INFORMAL INSTRUMENTS OF FORMAL POWER: CASE OF RUSSIAN MASS MEDIA
Why this work is in the frame
A frame that forgets how it found something cannot be audited. These are the routes that admitted this work.
Bibliographic record
Abstract
This paper investigates the relationship between the Russian government and mass media businesses. With the state ownership monopoly in the past, transitioning countries do not have evolutionary experience of enforcing corporate law, transparency or protecting minority shareholder rights, and balanced response to stakeholder interests. These represent formal valuable instruments of formal economy. We examine Russia’s recent developments in ownership structure in mass media industries based on insider information – semi-structured interviews with owners and/or top managers of mass media companies from Russian regions, capital cities, and also freelancers who are not affiliated with traditional media companies.

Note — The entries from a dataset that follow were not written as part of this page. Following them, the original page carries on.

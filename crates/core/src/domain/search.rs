use serde::{Deserialize, Serialize};

use crate::domain::loan::{LoanOffer, ParsedLoanQuery};
use crate::errors::SearchError;

#[derive(Clone, Copy, Debug, PartialEq, Eq, Serialize, Deserialize)]
#[serde(rename_all = "snake_case")]
pub enum SearchStatus {
    Ok,
    ParseFailed,
    RoutingFailed,
    TransportFailed,
}

/// Outcome of one search. `total_found` always equals `offers.len()`; the
/// fields are private to this module so only the constructors below set them.
/// Serialize-only for the same reason.
#[derive(Clone, Debug, PartialEq, Eq, Serialize)]
#[serde(rename_all = "camelCase")]
pub struct SearchResult {
    original_query: String,
    parsed_params: Option<ParsedLoanQuery>,
    offers: Vec<LoanOffer>,
    total_found: usize,
    status: SearchStatus,
    #[serde(skip_serializing_if = "Option::is_none")]
    failure: Option<String>,
}

impl SearchResult {
    /// Offers must already be ranked.
    pub fn assemble(
        original_query: impl Into<String>,
        parsed_params: ParsedLoanQuery,
        offers: Vec<LoanOffer>,
    ) -> Self {
        Self {
            original_query: original_query.into(),
            parsed_params: Some(parsed_params),
            total_found: offers.len(),
            offers,
            status: SearchStatus::Ok,
            failure: None,
        }
    }

    /// Empty result for a search that stopped at `error`. Parsed parameters
    /// are kept when the failure happened after parsing.
    pub fn failed(
        original_query: impl Into<String>,
        parsed_params: Option<ParsedLoanQuery>,
        error: &SearchError,
    ) -> Self {
        Self {
            original_query: original_query.into(),
            parsed_params,
            offers: Vec::new(),
            total_found: 0,
            status: error.status(),
            failure: Some(error.user_message()),
        }
    }

    pub fn original_query(&self) -> &str {
        &self.original_query
    }

    pub fn parsed_params(&self) -> Option<&ParsedLoanQuery> {
        self.parsed_params.as_ref()
    }

    pub fn offers(&self) -> &[LoanOffer] {
        &self.offers
    }

    pub fn total_found(&self) -> usize {
        self.total_found
    }

    pub fn status(&self) -> SearchStatus {
        self.status
    }

    pub fn failure(&self) -> Option<&str> {
        self.failure.as_deref()
    }

    pub fn is_ok(&self) -> bool {
        self.status == SearchStatus::Ok
    }
}
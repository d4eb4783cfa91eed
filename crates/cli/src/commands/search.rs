use std::fmt::Write as _;

use anyhow::{Context, Result};
use loanscout_agent::LoanSearchRuntime;
use loanscout_core::config::{AppConfig, LoadOptions};
use loanscout_core::domain::loan::ParsedLoanQuery;
use loanscout_core::domain::search::{SearchResult, SearchStatus};
use rust_decimal::Decimal;
use tokio::runtime::Runtime;

use super::{escape_json, CommandResult};
use crate::logging::init_logging;

const EXIT_CONFIG_FAILURE: u8 = 2;
const EXIT_SEARCH_FAILED: u8 = 3;

pub fn run(query: &str, json_output: bool) -> CommandResult {
    let config = match AppConfig::load(LoadOptions::default()) {
        Ok(config) => config,
        Err(error) => {
            return CommandResult::failure(
                "search",
                "config_validation",
                error.to_string(),
                EXIT_CONFIG_FAILURE,
            )
        }
    };
    init_logging(&config.logging);

    let (executor, search_runtime) = match build(&config) {
        Ok(parts) => parts,
        Err(error) => {
            return CommandResult::failure(
                "search",
                "client_setup",
                format!("{error:#}"),
                EXIT_CONFIG_FAILURE,
            )
        }
    };

    let result = executor.block_on(search_runtime.search(query));
    let exit_code = if result.is_ok() { 0 } else { EXIT_SEARCH_FAILED };
    let output = if json_output {
        serde_json::to_string_pretty(&result).unwrap_or_else(|error| {
            format!(
                "{{\"status\":\"error\",\"error_class\":\"serialization\",\"message\":\"{}\"}}",
                escape_json(&error.to_string())
            )
        })
    } else {
        render_human(&result)
    };

    CommandResult { exit_code, output }
}

fn build(config: &AppConfig) -> Result<(Runtime, LoanSearchRuntime)> {
    let executor = tokio::runtime::Builder::new_current_thread()
        .enable_all()
        .build()
        .context("failed to initialize async runtime")?;
    let search_runtime = LoanSearchRuntime::from_config(config)?;
    Ok((executor, search_runtime))
}

pub fn render_human(result: &SearchResult) -> String {
    let mut output = String::new();

    match result.status() {
        SearchStatus::Ok if result.total_found() > 0 => {
            let _ = writeln!(output, "{} offers found\n", result.total_found());
        }
        SearchStatus::Ok => {
            output.push_str("No offers found\n\nNo loan offers matched your criteria.\n\n");
        }
        SearchStatus::ParseFailed
        | SearchStatus::RoutingFailed
        | SearchStatus::TransportFailed => {
            let _ = writeln!(
                output,
                "Search failed: {}\n",
                result.failure().unwrap_or("unknown failure")
            );
        }
    }

    if let Some(params) = result.parsed_params() {
        render_criteria(&mut output, params);
    }

    if result.offers().is_empty() {
        if result.is_ok() {
            output.push_str("\nPlease try again with different criteria.");
        }
        return output.trim_end().to_string();
    }

    output.push_str("---\n\nOffers:\n\n");
    for (index, offer) in result.offers().iter().enumerate() {
        let _ = writeln!(output, "{}. {}", index + 1, offer.bank_name);
        let _ = writeln!(output, "   Interest rate: %{}", offer.interest_rate_percent.normalize());
        let _ = writeln!(output, "   Monthly payment: {}", format_money(offer.monthly_payment));
        let _ = writeln!(output, "   Total payment: {}", format_money(offer.total_payment));
        let _ = writeln!(output, "   {}\n", offer.eligibility_note);
    }
    output.push_str(
        "Note: interest rates change frequently. Contact the bank for current terms.",
    );
    output
}

fn render_criteria(output: &mut String, params: &ParsedLoanQuery) {
    output.push_str("Search criteria:\n");
    let _ = writeln!(output, "- Loan type: {}", params.loan_type.display_name());
    let _ = writeln!(output, "- Amount: {}", format_money(params.amount));
    let _ = writeln!(output, "- Term: {} months", params.term_months);
    let _ = writeln!(output, "- Inventory: {}", params.inventory_description);
    let _ = writeln!(output, "- Cash on hand: {}", format_money(params.cash_on_hand));
}

/// `1234567.891` -> `1,234,567.89 TL`
fn format_money(value: Decimal) -> String {
    let rounded = value.round_dp(2);
    let text = format!("{:.2}", rounded.abs());
    let (whole, fraction) = text.split_once('.').unwrap_or((text.as_str(), "00"));

    let mut grouped = String::with_capacity(whole.len() + whole.len() / 3);
    for (position, digit) in whole.chars().enumerate() {
        if position > 0 && (whole.len() - position) % 3 == 0 {
            grouped.push(',');
        }
        grouped.push(digit);
    }

    let sign = if rounded.is_sign_negative() && !rounded.is_zero() { "-" } else { "" };
    format!("{sign}{grouped}.{fraction} TL")
}
use std::process::ExitCode;

fn main() -> ExitCode {
    loanscout_cli::run()
}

With consensus to principles of democratic developments, the share of the state ownership and non-related businesses in Russia’s mass media capital decreased dramatically. Does it mean that mass media companies are becoming independent from the state and oligarchs? We argue that it is still far from being true, and informal pressures and controls over mass media have been developed and are widely used in Russia. We state that loyalty to state/municipal/regional powers (lobbying of their interests) helps these companies to compete against “independent” media. This erosion of principles of independence of mass media in Russia is the result of a corrupted governance model.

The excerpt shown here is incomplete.